Non solo in Italia gli immobili sono stati bastonati fiscalmente, ma l’intera politica economica che ha mirato al riequilibrio dei conti pubblici e della bilancia dei pagamenti attraverso la deflazione dei salari, la flessibilità in uscita dal mercato del lavoro e le liberalizzazioni rende più difficile il recupero ai livelli pre-crisi del valore degli asset che le banche hanno in garanzia. Non solo le case, ma anche le aziende e le attività professionali liberalizzate vedono il valore di avviamento a livelli infimi: l’impairment test porta ad accusare perdite non più recuperabili, vista la tendenziale irreversibilità delle minusvalenze. Per le banche, questo è il secondo disastro.

Se l’andamento dell’indice di Wall Street rappresenta per i risparmiatori americani il valore del loro risparmio, in Italia accade lo stesso per il prezzo di mercato degli immobili, l’avviamento dell’impresa e dell’attività professionale. Non parliamo della inutilità di tre anni di stipendio da lavoratore dipendente: affidamento zero. La liquidità non basta: senza garanzie adeguate, perché altrimenti le banche non prestano denaro. Con le case svalutate, il lavoro dipendente instabile, le imprese che perdono l’avviamento e le attività professionali senza futuro, tutto il sistema del credito commerciale è in crisi.

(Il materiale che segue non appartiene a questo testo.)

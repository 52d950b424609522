//! Generic tree-search primitives.
//!
//! Every search returns a fresh iterator, so a search can be restarted simply
//! by calling it again; no iteration state is shared between calls.

use std::collections::VecDeque;

use super::Node;

impl<'t> Node<'t> {
    /// All nodes below this one in breadth-first order (excluding `self`).
    #[must_use]
    pub fn descendants(&self) -> Descendants<'t> {
        let mut queue = VecDeque::new();
        queue.extend(self.children());
        Descendants { queue }
    }

    /// All descendants of the given kind, breadth-first.
    pub fn find_descendants(&self, kind: &'static str) -> impl Iterator<Item = Node<'t>> {
        self.descendants().filter(move |node| node.kind() == kind)
    }

    /// First descendant of the given kind in breadth-first order.
    #[must_use]
    pub fn find_descendant(&self, kind: &'static str) -> Option<Node<'t>> {
        self.find_descendants(kind).next()
    }

    /// Direct children of the given kind, in source order.
    pub fn children_of_kind(&self, kind: &'static str) -> impl DoubleEndedIterator<Item = Node<'t>> {
        self.children().filter(move |child| child.kind() == kind)
    }

    /// First direct child of the given kind.
    #[must_use]
    pub fn first_child_of_kind(&self, kind: &'static str) -> Option<Node<'t>> {
        self.children_of_kind(kind).next()
    }

    /// Ancestors from the parent up to the root.
    #[must_use]
    pub fn ancestors(&self) -> Ancestors<'t> {
        Ancestors {
            next: self.parent(),
        }
    }

    /// Nearest ancestor of the given kind.
    #[must_use]
    pub fn first_ancestor_of_kind(&self, kind: &'static str) -> Option<Node<'t>> {
        self.ancestors().find(|node| node.kind() == kind)
    }

    /// Walks backwards through the source from this node.
    ///
    /// Yields the preceding siblings (nearest first), then the parent, then
    /// the parent's preceding siblings, and so on up the tree. The walk ends
    /// before reaching `stop` (or at the root when `stop` is `None`).
    #[must_use]
    pub fn walk_backwards(&self, stop: Option<Node<'t>>) -> WalkBackwards<'t> {
        WalkBackwards {
            current: Some(*self),
            pending: self.prev_sibling(),
            stop,
        }
    }
}

/// Breadth-first iterator over a subtree. See [`Node::descendants`].
pub struct Descendants<'t> {
    queue: VecDeque<Node<'t>>,
}

impl<'t> Iterator for Descendants<'t> {
    type Item = Node<'t>;

    fn next(&mut self) -> Option<Self::Item> {
        let node = self.queue.pop_front()?;
        self.queue.extend(node.children());
        Some(node)
    }
}

/// Iterator over a node's ancestors. See [`Node::ancestors`].
pub struct Ancestors<'t> {
    next: Option<Node<'t>>,
}

impl<'t> Iterator for Ancestors<'t> {
    type Item = Node<'t>;

    fn next(&mut self) -> Option<Self::Item> {
        let node = self.next?;
        self.next = node.parent();
        Some(node)
    }
}

/// Reverse-document-order walk. See [`Node::walk_backwards`].
pub struct WalkBackwards<'t> {
    current: Option<Node<'t>>,
    pending: Option<Node<'t>>,
    stop: Option<Node<'t>>,
}

impl<'t> Iterator for WalkBackwards<'t> {
    type Item = Node<'t>;

    fn next(&mut self) -> Option<Self::Item> {
        if let Some(sibling) = self.pending.take() {
            self.pending = sibling.prev_sibling();
            return Some(sibling);
        }

        let parent = self.current?.parent();
        match parent {
            Some(parent) if Some(parent) != self.stop => {
                self.current = Some(parent);
                self.pending = parent.prev_sibling();
                Some(parent)
            }
            _ => {
                self.current = None;
                None
            }
        }
    }
}

#[cfg(test)]
mod tests {
    use crate::syntax::{kinds, SyntaxTree};

    const SOURCE: &str = r"
fun outer() {
    val first = 1
    Row {
        val second = 2
        Text(second)
    }
}
";

    #[test]
    fn descendants_are_breadth_first_and_restartable() {
        let tree = SyntaxTree::parse(SOURCE).expect("parse");
        let root = tree.root();

        let names: Vec<String> = root
            .find_descendants(kinds::VARIABLE_DECLARATION)
            .map(|n| n.text().into_owned())
            .collect();
        assert_eq!(names, vec!["first", "second"]);

        let again = root.find_descendants(kinds::VARIABLE_DECLARATION).count();
        assert_eq!(again, 2);
    }

    #[test]
    fn children_of_kind_only_looks_one_level_down() {
        let tree = SyntaxTree::parse(SOURCE).expect("parse");
        let block = tree.root().find_descendant(kinds::BLOCK).expect("block");
        assert_eq!(block.children_of_kind(kinds::PROPERTY_DECLARATION).count(), 1);
        assert_eq!(block.find_descendants(kinds::PROPERTY_DECLARATION).count(), 2);
    }

    #[test]
    fn ancestors_reach_the_root() {
        let tree = SyntaxTree::parse(SOURCE).expect("parse");
        let text_call = tree
            .root()
            .find_descendants(kinds::CALL_EXPRESSION)
            .find(|n| n.text().starts_with("Text"))
            .expect("Text call");
        let function = text_call
            .first_ancestor_of_kind(kinds::FUNCTION_DECLARATION)
            .expect("enclosing function");
        assert!(function.text().starts_with("fun outer"));
        assert_eq!(text_call.ancestors().last(), Some(tree.root()));
    }

    #[test]
    fn walk_backwards_visits_earlier_declarations_and_stops() {
        let tree = SyntaxTree::parse(SOURCE).expect("parse");
        let root = tree.root();
        let function = root.find_descendant(kinds::FUNCTION_DECLARATION).expect("fn");
        let text_call = root
            .find_descendants(kinds::CALL_EXPRESSION)
            .find(|n| n.text().starts_with("Text"))
            .expect("Text call");

        let seen: Vec<String> = text_call
            .walk_backwards(Some(function))
            .filter(|n| n.kind() == kinds::PROPERTY_DECLARATION)
            .map(|n| n.text().into_owned())
            .collect();
        assert_eq!(seen, vec!["val second = 2", "val first = 1"]);

        assert!(text_call
            .walk_backwards(Some(function))
            .all(|n| n != function && !n.is_ancestor_of(function)));
    }
}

C’era una volta la banca di deposito, basata sulla mobilitazione del risparmio popolare da destinare esclusivamente agli investimenti produttivi, con la garanzia offerta dalla vigilanza e dalla riserva obbligatoria sui depositi. Dopo averle trasformate tutte in banche universali, quanto più erogano credito tanto più vengono vessate: il mercato finanziario vuole carta, ha fame solo di bond e di azioni, il cui valore va su e giù, un giorno dopo l’altro. Senza patem d’animo per i vigilanti: la teoria della riduzione del rischio si trova solo nei libri del secolo scorso.

C’era una volta il risparmiatore: ora è una figura desueta, un seccante ed appiccicoso rimasuglio del passato. Va rimosso alla svelta: ora ci sono i profili di rischio per gli investitori, modelli pro-forma come i rating delle imprese.

C’era una volta il credito: ora lo si concede solo a chi ha da offrire altrettanto in garanzia. Non è una favola: c’era una volta ed or non c’è più.